→ **Problem to work on**
Your task is to copy the lines of the data below from the line holding "use crate::models::segment::SegmentPredicate;" through the line holding "async fn upsert_ab_test(&self, test: AbTest)", inclusive, exactly and with nothing added.

→ **Listed records**

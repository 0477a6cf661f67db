//! SendGrid transport (design §4.5).

use async_trait::async_trait;
use reqwest::{Client, StatusCode};
use serde::Serialize;

use super::{synthesize_message_id, DeliveryError, Envelope, SendResult, Transport};

#[derive(Debug, Clone)]
pub struct SendGridConfig {
    pub api_key: String,
    pub base_url: String,
}

impl Default for SendGridConfig {
    fn default() -> Self {
        Self {
            api_key: String::new(),
            base_url: "https://api.sendgrid.com/v3".to_string(),
        }
    }
}

pub struct SendGridTransport {
    config: SendGridConfig,
    client: Client,
}

impl SendGridTransport {
    pub fn new(config: SendGridConfig) -> Self {
        Self {
            config,
            client: Client::new(),
        }
    }
}

#[derive(Debug, Serialize)]
struct Personalization<'a> {
    to: Vec<Address<'a>>,
}

#[derive(Debug, Serialize)]
struct Address<'a> {
    email: &'a str,
}

#[derive(Debug, Serialize)]
struct FromAddress<'a> {
    email: &'a str,
}

#[derive(Debug, Serialize)]
struct Content<'a> {
    #[serde(rename = "type")]
    mime_type: &'a str,
    value: &'a str,
}

#[derive(Debug, Serialize)]
struct SendGridMail<'a> {
    personalizations: Vec<Personalization<'a>>,
    from: FromAddress<'a>,
    subject: &'a str,
    content: Vec<Content<'a>>,
    #[serde(rename = "reply_to", skip_serializing_if = "Option::is_none")]
    reply_to: Option<FromAddress<'a>>,
}

#[async_trait]
impl Transport for SendGridTransport {
    fn name(&self) -> &'static str {
        "sendgrid"
    }

    async fn send(&self, envelope: Envelope) -> SendResult {
        let mut content = vec![Content {
            mime_type: "text/html",
            value: &envelope.html,
        }];
        if let Some(text) = envelope.text.as_deref() {
            content.insert(
                0,
                Content {
                    mime_type: "text/plain",
                    value: text,
                },
            );
        }

        let mail = SendGridMail {
            personalizations: vec![Personalization {
                to: vec![Address { email: &envelope.to }],
            }],
            from: FromAddress { email: &envelope.from },
            subject: &envelope.subject,
            content,
            reply_to: envelope.reply_to.as_deref().map(|email| FromAddress { email }),
        };

        let response = self
            .client
            .post(format!("{}/mail/send", self.config.base_url))
            .bearer_auth(&self.config.api_key)
            .json(&mail)
            .send()
            .await;

        match response {
            Ok(resp) => classify_response(resp),
            Err(err) => SendResult::Rejected(classify_reqwest_error(&err)),
        }
    }
}

fn classify_response(resp: reqwest::Response) -> SendResult {
    let status = resp.status();
    if status.is_success() {
        // SendGrid returns the message id in the `X-Message-Id` header,
        // not the (empty) 202 body.
        let id = resp
            .headers()
            .get("X-Message-Id")
            .and_then(|v| v.to_str().ok())
            .map(str::to_string)
            .unwrap_or_else(|| synthesize_message_id("sendgrid"));
        return SendResult::Accepted {
            provider_message_id: id,
        };
    }
    SendResult::Rejected(classify_status(status))
}

fn classify_status(status: StatusCode) -> DeliveryError {
    match status {
        StatusCode::UNAUTHORIZED | StatusCode::FORBIDDEN => {
            DeliveryError::AuthFailed(status.to_string())
        }
        StatusCode::TOO_MANY_REQUESTS => DeliveryError::RateLimitedUpstream(status.to_string()),
        s if s.as_u16() == 400 => DeliveryError::PermanentReject(status.to_string()),
        s if s.is_server_error() => DeliveryError::TemporaryDefer(status.to_string()),
        _ => DeliveryError::TemporaryDefer(status.to_string()),
    }
}

fn classify_reqwest_error(err: &reqwest::Error) -> DeliveryError {
    if err.is_timeout() || err.is_connect() {
        DeliveryError::NetworkError(err.to_string())
    } else {
        DeliveryError::TemporaryDefer(err.to_string())
    }
}
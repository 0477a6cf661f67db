//! Recipient entity (design §3).

use chrono::{DateTime, Utc};
use serde::{Deserialize, Serialize};
use sha2::{Digest, Sha256};
use uuid::Uuid;

#[derive(Debug, Clone, Copy, PartialEq, Eq, Serialize, Deserialize)]
#[serde(rename_all = "snake_case")]
pub enum RecipientStatus {
    Pending,
    Confirmed,
    Unsubscribed,
    Bounced,
    Complained,
}

impl RecipientStatus {
    /// Statuses that exclude a recipient from winner promotion (design §4.8).
    pub fn excludes_from_send(self) -> bool {
        matches!(
            self,
            Self::Unsubscribed | Self::Bounced | Self::Complained
        )
    }
}

#[derive(Debug, Clone, Serialize, Deserialize)]
pub struct Recipient {
    pub id: Uuid,
    pub org: Uuid,
    pub list: Option<Uuid>,
    pub email: String,
    pub email_hash: String,
    pub status: RecipientStatus,
    pub engagement_score: f64,
    pub last_open_at: Option<DateTime<Utc>>,
    pub last_click_at: Option<DateTime<Utc>>,
    pub total_sent: i64,
    pub total_opens: i64,
    pub total_clicks: i64,
    pub total_bounces: i64,
    pub total_complaints: i64,
    pub optimal_send_hour: Option<u8>,
    pub optimal_send_day: Option<u8>,
    pub custom_fields: serde_json::Value,
}

impl Recipient {
    /// Normalize and hash an email the way ingress does (lower-cased,
    /// `email_hash = SHA256(email)`, design §3).
    pub fn new(org: Uuid, list: Option<Uuid>, email: &str) -> Self {
        let email = email.trim().to_lowercase();
        let email_hash = hash_email(&email);
        Self {
            id: Uuid::new_v4(),
            org,
            list,
            email,
            email_hash,
            status: RecipientStatus::Pending,
            engagement_score: 0.0,
            last_open_at: None,
            last_click_at: None,
            total_sent: 0,
            total_opens: 0,
            total_clicks: 0,
            total_bounces: 0,
            total_complaints: 0,
            optimal_send_hour: None,
            optimal_send_day: None,
            custom_fields: serde_json::Value::Null,
        }
    }

    pub fn domain(&self) -> &str {
        self.email.rsplit('@').next().unwrap_or("")
    }

    /// Engagement score decays with inactivity and rises on open/click;
    /// the exact weights are configuration-shaped constants here (design
    /// glossary: "Engagement score").
    pub fn recompute_engagement_score(&mut self, now: DateTime<Utc>) {
        let open_weight = 0.4;
        let click_weight = 0.6;
        let open_rate = if self.total_sent > 0 {
            self.total_opens as f64 / self.total_sent as f64
        } else {
            0.0
        };
        let click_rate = if self.total_opens > 0 {
            self.total_clicks as f64 / self.total_opens as f64
        } else {
            0.0
        };
        let mut score = (open_rate * open_weight + click_rate * click_weight) * 100.0;

        let last_activity = self.last_click_at.or(self.last_open_at);
        if let Some(last) = last_activity {
            let days_idle = (now - last).num_days().max(0) as f64;
            let decay = (1.0 - (days_idle / 180.0).min(1.0)).max(0.0);
            score *= decay;
        } else {
            score = 0.0;
        }

        self.engagement_score = score.clamp(0.0, 100.0);
    }
}

pub fn hash_email(email: &str) -> String {
    let mut hasher = Sha256::new();
    hasher.update(email.as_bytes());
    hex::encode(hasher.finalize())
}
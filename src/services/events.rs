//! Event Fanout (C9, design §4.9).
//!
//! A process-wide bus with bounded per-subscriber channels. Producers
//! push JSON-encoded change events; `tokio::sync::broadcast` already
//! gives the semantics the design asks for — slow subscribers lag and
//! drop the oldest messages instead of blocking the producer — so no
//! `(database channel) -> bus` adapter is needed beyond wrapping it.

use serde::{Deserialize, Serialize};
use tokio::sync::broadcast;
use uuid::Uuid;

const CHANNEL_CAPACITY: usize = 1024;

#[derive(Debug, Clone, Serialize, Deserialize)]
pub struct ChangeEvent {
    pub entity_id: Uuid,
    pub kind: String,
    pub summary: serde_json::Value,
}

impl ChangeEvent {
    pub fn new(entity_id: Uuid, kind: impl Into<String>, summary: serde_json::Value) -> Self {
        Self {
            entity_id,
            kind: kind.into(),
            summary,
        }
    }
}

/// Transport to external consumers is SSE-style; the bus itself is
/// transport-agnostic (design §4.9, §9 "pg_notify fanout -> a generic
/// change-notification bus").
#[derive(Clone)]
pub struct EventBus {
    sender: broadcast::Sender<ChangeEvent>,
}

impl EventBus {
    pub fn new() -> Self {
        let (sender, _) = broadcast::channel(CHANNEL_CAPACITY);
        Self { sender }
    }

    pub fn subscribe(&self) -> broadcast::Receiver<ChangeEvent> {
        self.sender.subscribe()
    }

    /// Non-blocking publish; with no subscribers this is a no-op rather
    /// than an error.
    pub fn publish(&self, event: ChangeEvent) {
        let _ = self.sender.send(event);
    }
}

impl Default for EventBus {
    fn default() -> Self {
        Self::new()
    }
}

#[cfg(test)]
mod tests {
    use super::*;

    #[tokio::test]
    async fn every_subscriber_receives_a_copy() {
        let bus = EventBus::new();
        let mut a = bus.subscribe();
        let mut b = bus.subscribe();
        bus.publish(ChangeEvent::new(Uuid::new_v4(), "campaign.sent", serde_json::json!({})));
        assert_eq!(a.recv().await.unwrap().kind, "campaign.sent");
        assert_eq!(b.recv().await.unwrap().kind, "campaign.sent");
    }

    #[tokio::test]
    async fn publish_without_subscribers_does_not_panic() {
        let bus = EventBus::new();
        bus.publish(ChangeEvent::new(Uuid::new_v4(), "campaign.sent", serde_json::json!({})));
    }
}
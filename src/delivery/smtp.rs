//! Direct SMTP transport, speaking the protocol over a plain
//! `tokio::net::TcpStream` rather than pulling in a dedicated mail
//! crate — the donor stack has no SMTP client dependency, and the
//! protocol exchange itself is a handful of line-oriented commands.

use async_trait::async_trait;
use tokio::io::{AsyncBufReadExt, AsyncWriteExt, BufReader};
use tokio::net::TcpStream;
use tokio::time::{timeout, Duration};

use super::{synthesize_message_id, DeliveryError, Envelope, SendResult, Transport};

#[derive(Debug, Clone)]
pub struct SmtpConfig {
    pub host: String,
    pub port: u16,
    pub helo_domain: String,
}

impl Default for SmtpConfig {
    fn default() -> Self {
        Self {
            host: "localhost".to_string(),
            port: 25,
            helo_domain: "localhost".to_string(),
        }
    }
}

pub struct SmtpTransport {
    config: SmtpConfig,
}

impl SmtpTransport {
    pub fn new(config: SmtpConfig) -> Self {
        Self { config }
    }

    async fn deliver(&self, envelope: &Envelope) -> Result<String, DeliveryError> {
        let addr = format!("{}:{}", self.config.host, self.config.port);
        let connect = timeout(Duration::from_secs(30), TcpStream::connect(&addr))
            .await
            .map_err(|_| DeliveryError::NetworkError("connect timed out".into()))?
            .map_err(|e| DeliveryError::NetworkError(e.to_string()))?;

        let (read_half, mut write_half) = connect.into_split();
        let mut reader = BufReader::new(read_half);

        read_reply(&mut reader).await?;
        command(&mut write_half, &mut reader, &format!("EHLO {}", self.config.helo_domain)).await?;
        command(&mut write_half, &mut reader, &format!("MAIL FROM:<{}>", envelope.from)).await?;
        command(&mut write_half, &mut reader, &format!("RCPT TO:<{}>", envelope.to)).await?;
        command(&mut write_half, &mut reader, "DATA").await?;

        let message = render_message(envelope);
        write_half
            .write_all(message.as_bytes())
            .await
            .map_err(|e| DeliveryError::NetworkError(e.to_string()))?;
        write_half
            .write_all(b"\r\n.\r\n")
            .await
            .map_err(|e| DeliveryError::NetworkError(e.to_string()))?;
        let reply = read_reply(&mut reader).await?;

        let _ = command(&mut write_half, &mut reader, "QUIT").await;

        Ok(extract_message_id(&reply).unwrap_or_else(|| synthesize_message_id("smtp")))
    }
}

fn render_message(envelope: &Envelope) -> String {
    let mut lines = vec![
        format!("From: {}", envelope.from),
        format!("To: {}", envelope.to),
        format!("Subject: {}", envelope.subject),
        "MIME-Version: 1.0".to_string(),
        "Content-Type: text/html; charset=UTF-8".to_string(),
    ];
    if let Some(reply_to) = &envelope.reply_to {
        lines.push(format!("Reply-To: {reply_to}"));
    }
    for (name, value) in &envelope.headers {
        lines.push(format!("{name}: {value}"));
    }
    lines.push(String::new());
    lines.push(envelope.html.clone());
    lines.join("\r\n")
}

fn extract_message_id(reply: &str) -> Option<String> {
    reply
        .split_whitespace()
        .find(|token| token.contains('@'))
        .map(str::to_string)
}

async fn command<W: tokio::io::AsyncWrite + Unpin, R: tokio::io::AsyncBufRead + Unpin>(
    writer: &mut W,
    reader: &mut R,
    line: &str,
) -> Result<String, DeliveryError> {
    writer
        .write_all(format!("{line}\r\n").as_bytes())
        .await
        .map_err(|e| DeliveryError::NetworkError(e.to_string()))?;
    read_reply(reader).await
}

async fn read_reply<R: tokio::io::AsyncBufRead + Unpin>(
    reader: &mut R,
) -> Result<String, DeliveryError> {
    let mut line = String::new();
    reader
        .read_line(&mut line)
        .await
        .map_err(|e| DeliveryError::NetworkError(e.to_string()))?;
    if line.is_empty() {
        return Err(DeliveryError::NetworkError("connection closed".into()));
    }
    classify_smtp_reply(&line)?;
    Ok(line)
}

fn classify_smtp_reply(line: &str) -> Result<(), DeliveryError> {
    let code: u16 = line
        .get(0..3)
        .and_then(|s| s.parse().ok())
        .unwrap_or(0);
    match code {
        200..=399 => Ok(()),
        421 | 450 | 451 | 452 => Err(DeliveryError::TemporaryDefer(line.trim().to_string())),
        530 | 535 => Err(DeliveryError::AuthFailed(line.trim().to_string())),
        500..=599 => Err(DeliveryError::PermanentReject(line.trim().to_string())),
        _ => Err(DeliveryError::TemporaryDefer(line.trim().to_string())),
    }
}

#[async_trait]
impl Transport for SmtpTransport {
    fn name(&self) -> &'static str {
        "smtp"
    }

    async fn send(&self, envelope: Envelope) -> SendResult {
        match self.deliver(&envelope).await {
            Ok(provider_message_id) => SendResult::Accepted { provider_message_id },
            Err(err) => SendResult::Rejected(err),
        }
    }
}

#[cfg(test)]
mod tests {
    use super::*;

    #[test]
    fn classifies_smtp_reply_codes() {
        assert!(classify_smtp_reply("250 OK\r\n").is_ok());
        assert!(matches!(
            classify_smtp_reply("450 mailbox busy\r\n"),
            Err(DeliveryError::TemporaryDefer(_))
        ));
        assert!(matches!(
            classify_smtp_reply("550 no such user\r\n"),
            Err(DeliveryError::PermanentReject(_))
        ));
        assert!(matches!(
            classify_smtp_reply("535 auth failed\r\n"),
            Err(DeliveryError::AuthFailed(_))
        ));
    }
}
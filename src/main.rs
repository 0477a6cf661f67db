//! `campaignctl` CLI: a thin `clap` front end over the library crate,
//! wrapping the same services the HTTP server uses (design SPEC_FULL
//! "Ambient: CLI").
//!
//! Exit codes follow spec.md §6: `0` success, `2` usage error,
//! `3` storage unavailable, `4` configuration invalid.

use std::process::ExitCode;

use campaignctl::config::AppConfig;
use campaignctl::gateway::PersistenceGateway;
use campaignctl::{build_app_state, connect_postgres, spawn_scheduler};
use clap::{Parser, Subcommand};
use tracing_subscriber::EnvFilter;
use uuid::Uuid;

#[derive(Parser)]
#[command(name = "campaignctl", version, about = "Email campaign send pipeline control plane")]
struct Cli {
    #[command(subcommand)]
    command: Command,
}

#[derive(Subcommand)]
enum Command {
    /// Run the HTTP server and the one-minute scheduler tick.
    Serve,
    /// Drive one campaign's dispatch loop standalone, without the HTTP
    /// server (design SPEC_FULL "Ambient: CLI").
    Send {
        #[arg(long)]
        org: Uuid,
        #[arg(long)]
        campaign: Uuid,
    },
    /// Print the current throttle snapshot for an org's global key.
    ThrottleStats {
        #[arg(long)]
        org: Uuid,
    },
    /// Confirm storage connectivity; a no-op beyond that, since the
    /// relational schema itself is external (spec.md Non-goals).
    Migrate,
}

#[tokio::main]
async fn main() -> ExitCode {
    tracing_subscriber::fmt()
        .with_env_filter(EnvFilter::try_from_default_env().unwrap_or_else(|_| EnvFilter::new("info")))
        .init();

    let cli = Cli::parse();

    let config = match AppConfig::from_env() {
        Ok(config) => config,
        Err(err) => {
            tracing::error!(%err, "invalid configuration");
            return ExitCode::from(4);
        }
    };

    match run(cli.command, config).await {
        Ok(code) => code,
        Err(err) => {
            tracing::error!(%err, "storage unavailable");
            ExitCode::from(3)
        }
    }
}

async fn run(command: Command, config: AppConfig) -> anyhow::Result<ExitCode> {
    match command {
        Command::Serve => {
            let gateway = connect_postgres(&config).await?;
            let state = build_app_state(config, gateway);
            spawn_scheduler(&state);
            let addr: std::net::SocketAddr = state.config.bind_addr.parse()?;
            tracing::info!(%addr, "campaignctl listening");
            axum::Server::bind(&addr)
                .serve(campaignctl::http::router(state).into_make_service())
                .await?;
            Ok(ExitCode::SUCCESS)
        }
        Command::Send { org, campaign } => {
            let gateway = connect_postgres(&config).await?;
            let state = build_app_state(config, gateway.clone());
            let campaign = gateway.get_campaign(org, campaign).await?;
            let finished = state.dispatcher.send_campaign(campaign).await?;
            tracing::info!(status = ?finished.status, sent = finished.sent, "campaign dispatch finished");
            Ok(ExitCode::SUCCESS)
        }
        Command::ThrottleStats { org } => {
            let gateway = connect_postgres(&config).await?;
            let state = build_app_state(config, gateway);
            let snapshot = state.throttle.snapshot(org, campaignctl::models::ThrottleScope::Global);
            println!("{}", serde_json::to_string_pretty(&snapshot)?);
            Ok(ExitCode::SUCCESS)
        }
        Command::Migrate => {
            connect_postgres(&config).await?;
            tracing::info!("storage reachable, no migration to run (schema is external)");
            Ok(ExitCode::SUCCESS)
        }
    }
}
//! Data model for the send pipeline.
//!
//! These are the entities described in the design's §3: organizations,
//! campaigns, recipients, suppression entries, A/B tests and variants,
//! throttle counters, and tracking events. The relational schema behind
//! them is an external concern (see [`crate::gateway`]); these structs
//! are the shapes every component agrees on.

pub mod ab_test;
pub mod campaign;
pub mod recipient;
pub mod segment;
pub mod suppression;
pub mod throttle;
pub mod tracking;

pub use ab_test::{AbTest, AbTestStatus, AbTestType, Assignment, Cohort, Variant};
pub use campaign::{Campaign, CampaignAudience, CampaignContent, CampaignStatus};
pub use recipient::{Recipient, RecipientStatus};
pub use segment::{AttributeValue, SegmentClause, SegmentOperator, SegmentPredicate};
pub use suppression::{SuppressionEntry, SuppressionReason, SuppressionScope};
pub use throttle::{ThrottleCounters, ThrottleKey, ThrottleLimits, ThrottleScope};
pub use tracking::{TrackingEvent, TrackingEventKind};
//! Crate-wide error taxonomy.
//!
//! Mirrors the error kinds in the design's §7 table. HTTP handlers map
//! each variant to the documented status code; delivery/tracking errors
//! never reach this type directly (they are recorded as events instead,
//! see `delivery::DeliveryError` and `tracking`).

use axum::http::StatusCode;
use axum::response::{IntoResponse, Response};
use axum::Json;
use serde_json::json;
use uuid::Uuid;

#[derive(Debug, thiserror::Error)]
pub enum AppError {
    #[error("validation error: {0}")]
    Validation(String),

    #[error("not found: {0}")]
    NotFound(String),

    #[error("state violation: {0}")]
    StateViolation(String),

    #[error("missing organization context")]
    AuthMissing,

    #[error("storage unavailable")]
    Storage(#[from] sqlx::Error),

    #[error("configuration invalid: {0}")]
    Config(String),

    #[error(transparent)]
    Internal(#[from] anyhow::Error),
}

impl AppError {
    pub fn kind(&self) -> &'static str {
        match self {
            Self::Validation(_) => "validation",
            Self::NotFound(_) => "not_found",
            Self::StateViolation(_) => "state_violation",
            Self::AuthMissing => "auth_missing",
            Self::Storage(_) => "internal",
            Self::Config(_) => "internal",
            Self::Internal(_) => "internal",
        }
    }
}

impl IntoResponse for AppError {
    fn into_response(self) -> Response {
        let status = match &self {
            Self::Validation(_) => StatusCode::BAD_REQUEST,
            Self::NotFound(_) => StatusCode::NOT_FOUND,
            Self::StateViolation(_) => StatusCode::CONFLICT,
            Self::AuthMissing => StatusCode::UNAUTHORIZED,
            Self::Storage(_) | Self::Config(_) | Self::Internal(_) => {
                StatusCode::INTERNAL_SERVER_ERROR
            }
        };

        let body = if status == StatusCode::INTERNAL_SERVER_ERROR {
            let request_id = Uuid::new_v4();
            tracing::error!(%request_id, error = %self, "internal error");
            json!({ "error": "internal", "request_id": request_id })
        } else {
            json!({ "error": self.kind(), "message": self.to_string() })
        };

        (status, Json(body)).into_response()
    }
}

pub type Result<T, E = AppError> = std::result::Result<T, E>;
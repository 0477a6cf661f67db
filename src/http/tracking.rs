//! Tracking pixel/click beacon handlers (design §6, §4.7).
//!
//! Any verification failure gets the same neutral response as a
//! successful hit — a 1x1 pixel or a best-effort redirect — so a probe
//! can't distinguish a bad signature from a dead campaign (design §7).

use axum::extract::{Path, State};
use axum::http::{header, HeaderMap, StatusCode};
use axum::response::{IntoResponse, Redirect, Response};
use axum::routing::get;
use axum::Router;

use crate::http::AppState;
use crate::services::tracking::TrackingError;

const TRANSPARENT_PIXEL: &[u8] = &[
    0x47, 0x49, 0x46, 0x38, 0x39, 0x61, 0x01, 0x00, 0x01, 0x00, 0x80, 0x00, 0x00, 0xff, 0xff, 0xff,
    0x00, 0x00, 0x00, 0x21, 0xf9, 0x04, 0x01, 0x00, 0x00, 0x00, 0x00, 0x2c, 0x00, 0x00, 0x00, 0x00,
    0x01, 0x00, 0x01, 0x00, 0x00, 0x02, 0x02, 0x44, 0x01, 0x00, 0x3b,
];

pub fn router() -> Router<AppState> {
    Router::new()
        .route("/open/*segment", get(open))
        .route("/click/*segment", get(click))
}

fn user_agent(headers: &HeaderMap) -> Option<&str> {
    headers.get(header::USER_AGENT).and_then(|v| v.to_str().ok())
}

async fn open(State(state): State<AppState>, Path(segment): Path<String>, headers: HeaderMap) -> Response {
    match state.tracking.record_open(&segment, user_agent(&headers)).await {
        Ok(_) | Err(TrackingError::InvalidSignature) | Err(TrackingError::NotFound) => pixel_response(),
    }
}

async fn click(State(state): State<AppState>, Path(segment): Path<String>, headers: HeaderMap) -> Response {
    match state.tracking.record_click(&segment, user_agent(&headers)).await {
        Ok(outcome) => match outcome.redirect_to {
            Some(target) => Redirect::temporary(&target).into_response(),
            None => pixel_response(),
        },
        Err(_) => pixel_response(),
    }
}

fn pixel_response() -> Response {
    (
        StatusCode::OK,
        [(header::CONTENT_TYPE, "image/gif")],
        TRANSPARENT_PIXEL,
    )
        .into_response()
}
//! Persistence Gateway (C11, design §4.11).
//!
//! Every read and write funnels through named, org-scoped operations;
//! the concrete relational schema is external per the spec's Non-goals.
//! `PersistenceGateway` is the trait both the real `sqlx` backend and
//! the in-memory test double implement, the same shape the donor
//! plugin's `PaymentGateway` trait gives each vendor integration.

pub mod memory;
pub mod postgres;

use async_trait::async_trait;
use uuid::Uuid;

use crate::error::AppError;
use crate::models::segment::SegmentPredicate;
use crate::models::{
    AbTest, Assignment, Campaign, Recipient, SuppressionEntry, SuppressionScope, TrackingEvent,
};

#[async_trait]
pub trait PersistenceGateway: Send + Sync {
    /// Every org with at least one campaign, used by the scheduler to
    /// know which orgs to tick (design §4.10).
    async fn list_orgs(&self) -> Result<Vec<Uuid>, AppError>;

    // Campaigns
    async fn get_campaign(&self, org: Uuid, id: Uuid) -> Result<Campaign, AppError>;
    async fn upsert_campaign(&self, campaign: Campaign) -> Result<Campaign, AppError>;
    async fn list_campaigns(&self, org: Uuid) -> Result<Vec<Campaign>, AppError>;

    // Recipients
    async fn get_recipient(&self, org: Uuid, id: Uuid) -> Result<Recipient, AppError>;
    async fn upsert_recipient(&self, recipient: Recipient) -> Result<Recipient, AppError>;
    async fn list_recipients(&self, org: Uuid) -> Result<Vec<Recipient>, AppError>;
    async fn list_recipients_by_list(&self, org: Uuid, list: Uuid) -> Result<Vec<Recipient>, AppError>;
    async fn find_recipient_by_email(&self, org: Uuid, email: &str) -> Result<Option<Recipient>, AppError>;

    /// Fetches the compiled predicate a segment reference resolves to.
    /// The segmentation engine that compiles segment expressions into
    /// this predicate is external (spec.md Non-goals); the gateway only
    /// stores and returns its output.
    async fn get_segment_predicate(&self, org: Uuid, segment: Uuid) -> Result<SegmentPredicate, AppError>;

    // Suppression
    async fn list_suppressions(&self, org: Uuid) -> Result<Vec<SuppressionEntry>, AppError>;
    async fn add_suppression(&self, entry: SuppressionEntry) -> Result<SuppressionEntry, AppError>;
    async fn remove_suppression(&self, org: Uuid, scope: SuppressionScope, value: &str) -> Result<(), AppError>;

    /// Transactional: suppression add + event write together (design
    /// §4.11 (a)).
    async fn suppress_and_record(
        &self,
        entry: SuppressionEntry,
        event: TrackingEvent,
    ) -> Result<(), AppError>;

    // A/B tests
    async fn get_ab_test(&self, org: Uuid, id: Uuid) -> Result<AbTest, AppError>;
    async fn upsert_ab_test(&self, test: AbTest) -> Result<AbTest, AppError>;
    async fn list_ab_tests(&self, org: Uuid) -> Result<Vec<AbTest>, AppError>;

    /// Transactional: assignment insert on A/B sample partitioning
    /// (design §4.11 (b)).
    async fn insert_assignments(&self, assignments: Vec<Assignment>) -> Result<(), AppError>;
    async fn get_assignment(&self, test: Uuid, recipient: Uuid) -> Result<Option<Assignment>, AppError>;
    async fn list_assignments(&self, test: Uuid) -> Result<Vec<Assignment>, AppError>;
    async fn mark_assignment_sent(&self, test: Uuid, recipient: Uuid) -> Result<(), AppError>;

    // Tracking events
    async fn record_event(&self, event: TrackingEvent) -> Result<bool, AppError>;
    async fn list_events(&self, campaign: Uuid) -> Result<Vec<TrackingEvent>, AppError>;
    async fn has_event(
        &self,
        campaign: Uuid,
        recipient: Uuid,
        kind: crate::models::TrackingEventKind,
    ) -> Result<bool, AppError>;
}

→ **Result below**
use crate::models::segment::SegmentPredicate;
use crate::models::{
    AbTest, Assignment, Campaign, Recipient, SuppressionEntry, SuppressionScope, TrackingEvent,
};

#[async_trait]
pub trait PersistenceGateway: Send + Sync {
    /// Every org with at least one campaign, used by the scheduler to
    /// know which orgs to tick (design §4.10).
    async fn list_orgs(&self) -> Result<Vec<Uuid>, AppError>;

    // Campaigns
    async fn get_campaign(&self, org: Uuid, id: Uuid) -> Result<Campaign, AppError>;
    async fn upsert_campaign(&self, campaign: Campaign) -> Result<Campaign, AppError>;
    async fn list_campaigns(&self, org: Uuid) -> Result<Vec<Campaign>, AppError>;

    // Recipients
    async fn get_recipient(&self, org: Uuid, id: Uuid) -> Result<Recipient, AppError>;
    async fn upsert_recipient(&self, recipient: Recipient) -> Result<Recipient, AppError>;
    async fn list_recipients(&self, org: Uuid) -> Result<Vec<Recipient>, AppError>;
    async fn list_recipients_by_list(&self, org: Uuid, list: Uuid) -> Result<Vec<Recipient>, AppError>;
    async fn find_recipient_by_email(&self, org: Uuid, email: &str) -> Result<Option<Recipient>, AppError>;

    /// Fetches the compiled predicate a segment reference resolves to.
    /// The segmentation engine that compiles segment expressions into
    /// this predicate is external (spec.md Non-goals); the gateway only
    /// stores and returns its output.
    async fn get_segment_predicate(&self, org: Uuid, segment: Uuid) -> Result<SegmentPredicate, AppError>;

    // Suppression
    async fn list_suppressions(&self, org: Uuid) -> Result<Vec<SuppressionEntry>, AppError>;
    async fn add_suppression(&self, entry: SuppressionEntry) -> Result<SuppressionEntry, AppError>;
    async fn remove_suppression(&self, org: Uuid, scope: SuppressionScope, value: &str) -> Result<(), AppError>;

    /// Transactional: suppression add + event write together (design
    /// §4.11 (a)).
    async fn suppress_and_record(
        &self,
        entry: SuppressionEntry,
        event: TrackingEvent,
    ) -> Result<(), AppError>;

    // A/B tests
    async fn get_ab_test(&self, org: Uuid, id: Uuid) -> Result<AbTest, AppError>;
    async fn upsert_ab_test(&self, test: AbTest) -> Result<AbTest, AppError>;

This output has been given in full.